Stoecklein Daniel, Lore Kin Gwn, Davies Michael, Sarkar Soumik, Ganapathysubramanian Baskar
Iowa State University, Mechanical Engineering, Ames, 50011, USA.
Sci Rep. 2017 Apr 12;7:46368. doi: 10.1038/srep46368.
A new technique for shaping microfluid flow, known as flow sculpting, offers an unprecedented level of passive fluid flow control, with potential breakthrough applications in advancing manufacturing, biology, and chemistry research at the microscale. However, efficiently solving the inverse problem of designing a flow sculpting device for a desired fluid flow shape remains a challenge. Current approaches struggle with the many-to-one design space, requiring substantial user interaction and the necessity of building intuition, all of which are time and resource intensive. Deep learning has emerged as an efficient function approximation technique for high-dimensional spaces, and presents a fast solution to the inverse problem, yet the science of its implementation in similarly defined problems remains largely unexplored. We propose that deep learning methods can completely outpace current approaches for scientific inverse problems while delivering comparable designs. To this end, we show how intelligent sampling of the design space inputs can make deep learning methods more competitive in accuracy, while illustrating their generalization capability to out-of-sample predictions.
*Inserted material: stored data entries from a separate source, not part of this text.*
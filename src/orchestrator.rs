//! Agent supervision, trade routing, and lifecycle.
//!
//! The orchestrator wires the knowledge store, bus, risk manager, and
//! trading engine together, then supervises the agent loops: a failed
//! agent is restarted with exponential backoff and surfaced as degraded
//! in the health map. Trade routing runs here too: scored opportunities
//! above the execution threshold are matched to the best registered
//! strategy and handed to the engine. Shutdown raises a watch signal,
//! waits for the loops, and drains open orders to terminal states.

use std::sync::Arc;

use dashmap::DashMap;
use parking_lot::Mutex;
use rust_decimal::Decimal;
use tokio::sync::watch;
use tokio::task::JoinHandle;
use tokio::time::{interval, sleep, Duration, MissedTickBehavior};
use tracing::{debug, error, info, warn};

use crate::agent::{Agent, AnalyzerAgent, EvolverAgent, GeneratorAgent, ScannerAgent};
use crate::bus::MessageBus;
use crate::config::Config;
use crate::domain::{Opportunity, StrategyBlueprint};
use crate::engine::{DemoTradingEngine, TradingStats};
use crate::error::Error;
use crate::estimator::{PriorEstimator, ProbabilityEstimator};
use crate::feed::MarketDataProvider;
use crate::risk::RiskManager;
use crate::store::KnowledgeStore;

const RESTART_BASE_MILLIS: u64 = 500;
const RESTART_CAP_MILLIS: u64 = 30_000;
/// Failures beyond this leave the agent permanently degraded.
const MAX_AGENT_RESTARTS: u32 = 5;
/// Seconds between trade-routing passes.
const ROUTE_INTERVAL_SECS: u64 = 1;
/// Seconds between housekeeping passes (sweep, prune).
const HOUSEKEEPING_INTERVAL_SECS: u64 = 5;
/// Closed opportunities older than this are pruned.
const OPPORTUNITY_MAX_AGE_HOURS: i64 = 24;

/// Supervised state of one agent.
#[derive(Debug, Clone, Copy, PartialEq, Eq)]
pub enum AgentHealth {
    Running,
    /// Restarted after failures; terminal once the restart cap is hit.
    Degraded { restarts: u32 },
    Stopped,
}

/// Point-in-time snapshot of the whole system.
#[derive(Debug, Clone)]
pub struct Status {
    pub agents: Vec<(&'static str, AgentHealth)>,
    pub markets: usize,
    pub open_opportunities: usize,
    pub strategies: usize,
    pub stats: TradingStats,
    pub bus_backpressure: u64,
    pub breaker_tripped: bool,
}

pub struct Orchestrator {
    config: Config,
    bus: Arc<MessageBus>,
    store: Arc<KnowledgeStore>,
    risk: Arc<RiskManager>,
    engine: Arc<DemoTradingEngine>,
    feed: Arc<dyn MarketDataProvider>,
    estimator: Arc<dyn ProbabilityEstimator>,
    health: Arc<DashMap<&'static str, AgentHealth>>,
    shutdown_tx: watch::Sender<bool>,
    tasks: Mutex<Vec<JoinHandle<()>>>,
}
一种称为流动塑形的微流体流动塑形新技术,提供了前所未有的被动流体流动控制水平,在推进微尺度制造、生物学和化学研究方面具有潜在的突破性应用。然而,有效地解决为所需流体流动形状设计流动塑形装置的反问题仍然是一个挑战。当前的方法在多对一的设计空间中面临困难,需要大量的用户交互以及建立直觉的必要性,所有这些都耗费时间和资源。深度学习已成为一种用于高维空间的高效函数逼近技术,并为反问题提供了快速解决方案,但其在类似定义问题中的实现科学仍 largely 未被探索。我们提出深度学习方法在提供可比设计的同时,可以完全超越当前用于科学反问题的方法。为此,我们展示了设计空间输入的智能采样如何使深度学习方法在准确性方面更具竞争力,同时说明了它们对样本外预测的泛化能力。